6. A deep learning-based scattering imaging device for a moving object in an extremely low light environment, the device comprising:

a light source (1) for generating an extremely low light source;

a spatial light modulator (2) for loading a plurality of targets by turning the utility mirror; -the light source (1) emits light incident at the target of the spatial light modulator (2);

a focusing assembly (3, 4, 5) for performing focusing on the target reflected light;

at least one primary scattering light path (6, 7) for performing scattering processing on the focused extremely weak light;

a detector (8) for collecting the extremely weak light processed by the scattered light path;

-a processor module (9) for receiving the light signal of the detector (8) and performing an analysis, performing a method of moving object scatter imaging in a deep learning based very low light environment as claimed in any one of claims 1 to 5.
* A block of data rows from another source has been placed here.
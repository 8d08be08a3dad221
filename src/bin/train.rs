use backprop::data::{self, DataSet, DataSets};
use backprop::feed_forward::{Hyperparameters, Network, Policy};
use backprop::trainer::{Logging, StopCondition, Trainer};

use clap::{Parser, ValueEnum};
use rand::rngs::StdRng;
use rand::SeedableRng;
use std::error::Error;
use std::path::PathBuf;

#[derive(Copy, Clone, Debug, ValueEnum)]
enum PolicyArg {
    Naive,
    Trick,
}

impl From<PolicyArg> for Policy {
    fn from(arg: PolicyArg) -> Policy {
        match arg {
            PolicyArg::Naive => Policy::Naive,
            PolicyArg::Trick => Policy::Trick,
        }
    }
}

#[derive(Parser, Debug)]
#[command(name = "train")]
#[command(about = "Train a multi-layer perceptron with gradient descent")]
struct Args {
    /// Initialization and update policy
    #[arg(long, value_enum, default_value = "trick")]
    policy: PolicyArg,

    /// Hidden layer sizes, comma separated
    #[arg(long, value_delimiter = ',', default_value = "3")]
    hidden: Vec<usize>,

    /// Learning rate
    #[arg(long, default_value = "0.1")]
    eta: f64,

    /// Momentum coefficient (trick policy only)
    #[arg(long, default_value = "0.0")]
    mu: f64,

    /// L1 regularization coefficient
    #[arg(long, default_value = "0.0")]
    l1: f64,

    /// L2 regularization coefficient
    #[arg(long, default_value = "0.0")]
    l2: f64,

    /// Number of update steps
    #[arg(long, default_value = "100")]
    iterations: usize,

    /// Log the training loss every this many steps (0 disables)
    #[arg(long, default_value = "10")]
    log_every: usize,

    /// Seed for weight initialization and synthetic data
    #[arg(long, default_value = "0")]
    seed: u64,

    /// Directory holding the uncompressed MNIST IDX files. Synthetic
    /// Gaussian blobs are used when omitted.
    #[arg(long)]
    mnist: Option<PathBuf>,

    /// Restrict MNIST to two digits, e.g. `--binary 3,8`
    #[arg(long, value_delimiter = ',')]
    binary: Option<Vec<usize>>,
}

fn synthetic(seed: u64) -> Result<DataSets, backprop::Error> {
    let centers = vec![vec![1.5, 1.5, 1.5, 1.5], vec![-1.5, -1.5, -1.5, -1.5]];
    let mut rng = StdRng::seed_from_u64(seed);
    let (train, validation) =
        data::gaussian_blobs(&centers, 200, 0.75, &mut rng)?.split_every(data::VALIDATION_STRIDE)?;
    let test = data::gaussian_blobs(&centers, 100, 0.75, &mut rng)?;
    Ok(DataSets {
        train,
        validation,
        test,
    })
}

fn score(
    set_name: &str,
    network: &mut Network,
    data_set: &DataSet,
    classes: usize,
) -> Result<(), backprop::Error> {
    let evaluation = network.evaluate(data_set.images().clone(), data_set.one_hot(classes)?)?;
    println!(
        "{} set results: accuracy {:.4}, loss {:.4} over {} examples",
        set_name,
        evaluation.accuracy,
        evaluation.loss,
        data_set.size()
    );
    Ok(())
}

fn main() -> Result<(), Box<dyn Error>> {
    env_logger::init();
    let args = Args::parse();

    let (data_sets, classes) = match args.mnist {
        Some(ref dir) => {
            let full = data::read_data_sets(dir)?;
            match args.binary.as_deref() {
                Some(&[positive, negative]) => (full.binary(positive, negative), 2),
                Some(_) => return Err("--binary takes exactly two digits".into()),
                None => (full, 10),
            }
        }
        None => (synthetic(args.seed)?, 2),
    };

    let mut sizes = vec![data_sets.train.dim()];
    sizes.extend(args.hidden.iter().cloned().filter(|&size| size > 0));
    sizes.push(classes);

    let mut network = Network::new(args.policy.into(), &sizes, args.seed)?;
    network.initialize()?;

    let hyperparameters = Hyperparameters::new(args.eta)
        .momentum(args.mu)
        .l1(args.l1)
        .l2(args.l2);
    let report = Trainer::new(hyperparameters)
        .logging(Logging::Iterations(args.log_every))
        .stop_condition(StopCondition::Iterations(args.iterations))
        .train(
            &mut network,
            data_sets.train.images().clone(),
            data_sets.train.one_hot(classes)?,
        )?;

    println!(
        "Trained {:?} network {:?} for {} iterations",
        network.policy(),
        sizes,
        report.iterations
    );
    println!(
        "Training set results: accuracy {:.4}, loss {:.4} over {} examples",
        report.accuracy,
        report.loss,
        data_sets.train.size()
    );
    score("Validation", &mut network, &data_sets.validation, classes)?;
    score("Test", &mut network, &data_sets.test, classes)?;
    Ok(())
}
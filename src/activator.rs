//! Activation function types.

use crate::matrix::Mat;

use ndarray::Axis;

/// [Activation function](https://en.wikipedia.org/wiki/Activation_function)
/// types, applied to a whole batch of pre-activations at once.
#[derive(Copy, Clone, Debug, PartialEq, Eq, Serialize, Deserialize)]
pub enum Activator {
    /// Logistic sigmoid, applied elementwise.
    Sigmoid,
    /// Softmax over each row.
    Softmax,
}

impl Activator {
    /// Evaluates `f(a)` for every row of `a`.
    pub fn f(&self, a: &Mat) -> Mat {
        match *self {
            Activator::Sigmoid => a.mapv(sigmoid),
            Activator::Softmax => {
                let mut y = a.to_owned();
                for mut row in y.axis_iter_mut(Axis(0)) {
                    // Shift by the row max so exp() cannot overflow.
                    let max = row.fold(f64::NEG_INFINITY, |m, &x| m.max(x));
                    row.mapv_inplace(|x| (x - max).exp());
                    let sum = row.sum();
                    row /= sum;
                }
                y
            }
        }
    }

    /// Evaluates the derivative `f'(a)` given the *output* `y = f(a)`.
    ///
    /// For softmax this is only the diagonal of the Jacobian. Output layers
    /// never need it, since their delta has a closed form against the
    /// cross-entropy loss.
    pub fn fprime(&self, y: &Mat) -> Mat {
        y.mapv(|y| y * (1.0 - y))
    }
}

fn sigmoid(x: f64) -> f64 {
    1.0 / (1.0 + (-x).exp())
}

#[cfg(test)]
mod tests {
    use super::*;
    use approx::assert_abs_diff_eq;
    use ndarray::array;

    #[test]
    fn sigmoid_values() {
        let y = Activator::Sigmoid.f(&array![[0.0, 1000.0, -1000.0]]);
        assert_eq!(y, array![[0.5, 1.0, 0.0]]);
    }

    #[test]
    fn softmax_rows_sum_to_one() {
        let y = Activator::Softmax.f(&array![[1.0, 2.0, 3.0], [-1.0, 0.0, 1.0]]);
        for row in y.outer_iter() {
            assert_abs_diff_eq!(row.sum(), 1.0, epsilon = 1e-12);
        }
        assert_abs_diff_eq!(y[[0, 2]], y[[1, 2]], epsilon = 1e-12);
    }

    #[test]
    fn softmax_survives_large_inputs() {
        let y = Activator::Softmax.f(&array![[1000.0, 1000.0], [800.0, -800.0]]);
        assert!(y.iter().all(|v| v.is_finite()));
        assert_abs_diff_eq!(y[[0, 0]], 0.5, epsilon = 1e-12);
        assert_abs_diff_eq!(y[[1, 0]], 1.0, epsilon = 1e-12);
    }

    #[test]
    fn sigmoid_derivative_from_output() {
        let d = Activator::Sigmoid.fprime(&array![[0.5, 0.0, 1.0]]);
        assert_eq!(d, array![[0.25, 0.0, 0.0]]);
    }
}
//! Numeric helpers for the places where degenerate values show up.

use itertools::Itertools;
use std::cmp::Ordering;

/// Natural logarithm that never returns `-inf`.
///
/// Inputs at or below zero are clamped to the smallest positive normal `f64`,
/// so `sane_log(0.0)` is roughly `-708.4`. `NaN` is passed through untouched
/// so that [`prevent_nan`] can still see it.
pub fn sane_log(x: f64) -> f64 {
    if x.is_nan() {
        return x;
    }
    x.max(f64::MIN_POSITIVE).ln()
}

/// Returns `fallback` if `value` is `NaN`, otherwise `value`.
pub fn prevent_nan(value: f64, fallback: f64) -> f64 {
    if value.is_nan() {
        fallback
    } else {
        value
    }
}

/// Sign of `x`, with `sign(0.0) == 0.0`.
pub fn sign(x: f64) -> f64 {
    if x > 0.0 {
        1.0
    } else if x < 0.0 {
        -1.0
    } else {
        0.0
    }
}

/// Index of the largest value. Ties resolve to the first occurrence, and an
/// empty input yields 0.
pub fn argmax<'a, I>(values: I) -> usize
where
    I: IntoIterator<Item = &'a f64>,
{
    values
        .into_iter()
        .position_min_by(|a, b| b.partial_cmp(a).unwrap_or(Ordering::Equal))
        .unwrap_or(0)
}

#[cfg(test)]
mod tests {
    use super::*;

    #[test]
    fn sane_log_is_finite_at_zero() {
        let y = sane_log(0.0);
        assert!(y.is_finite());
        assert!(y < -700.0);
        assert_eq!(sane_log(1.0), 0.0);
    }

    #[test]
    fn sane_log_keeps_nan() {
        assert!(sane_log(f64::NAN).is_nan());
    }

    #[test]
    fn prevent_nan_replaces_only_nan() {
        assert_eq!(prevent_nan(f64::NAN, 0.0), 0.0);
        assert_eq!(prevent_nan(-3.5, 0.0), -3.5);
        assert_eq!(prevent_nan(f64::INFINITY, 0.0), f64::INFINITY);
    }

    #[test]
    fn sign_of_zero_is_zero() {
        assert_eq!(sign(0.0), 0.0);
        assert_eq!(sign(-0.0), 0.0);
        assert_eq!(sign(2.5), 1.0);
        assert_eq!(sign(-1e-9), -1.0);
    }

    #[test]
    fn argmax_prefers_first_maximum() {
        assert_eq!(argmax(&[0.1, 0.7, 0.2]), 1);
        assert_eq!(argmax(&[0.5, 0.5, 0.1]), 0);
        assert_eq!(argmax(&[] as &[f64]), 0);
    }
}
7. The deep learning based moving object scatter imaging apparatus in an extremely low light environment as claimed in claim 6, wherein the detector (8) performs light field intensity value acquisition at the same frequency as the light source (1).

8. A moving object scattering imaging device in a deep learning based very low light environment as claimed in claim 7, characterized in that the light intensity of the light source (1) is adjustable.

9. The deep learning based moving object scattering imaging device in an extremely low light environment according to claim 6, wherein the at least one stage of scattering light path (6, 7) comprises a first frosted glass (6) and a second frosted glass (7) sequentially arranged along the light path.

10. A deep learning based moving object scatter imaging apparatus in an extremely low light environment according to claim 6, characterized in that the detector (8) is a single photon camera.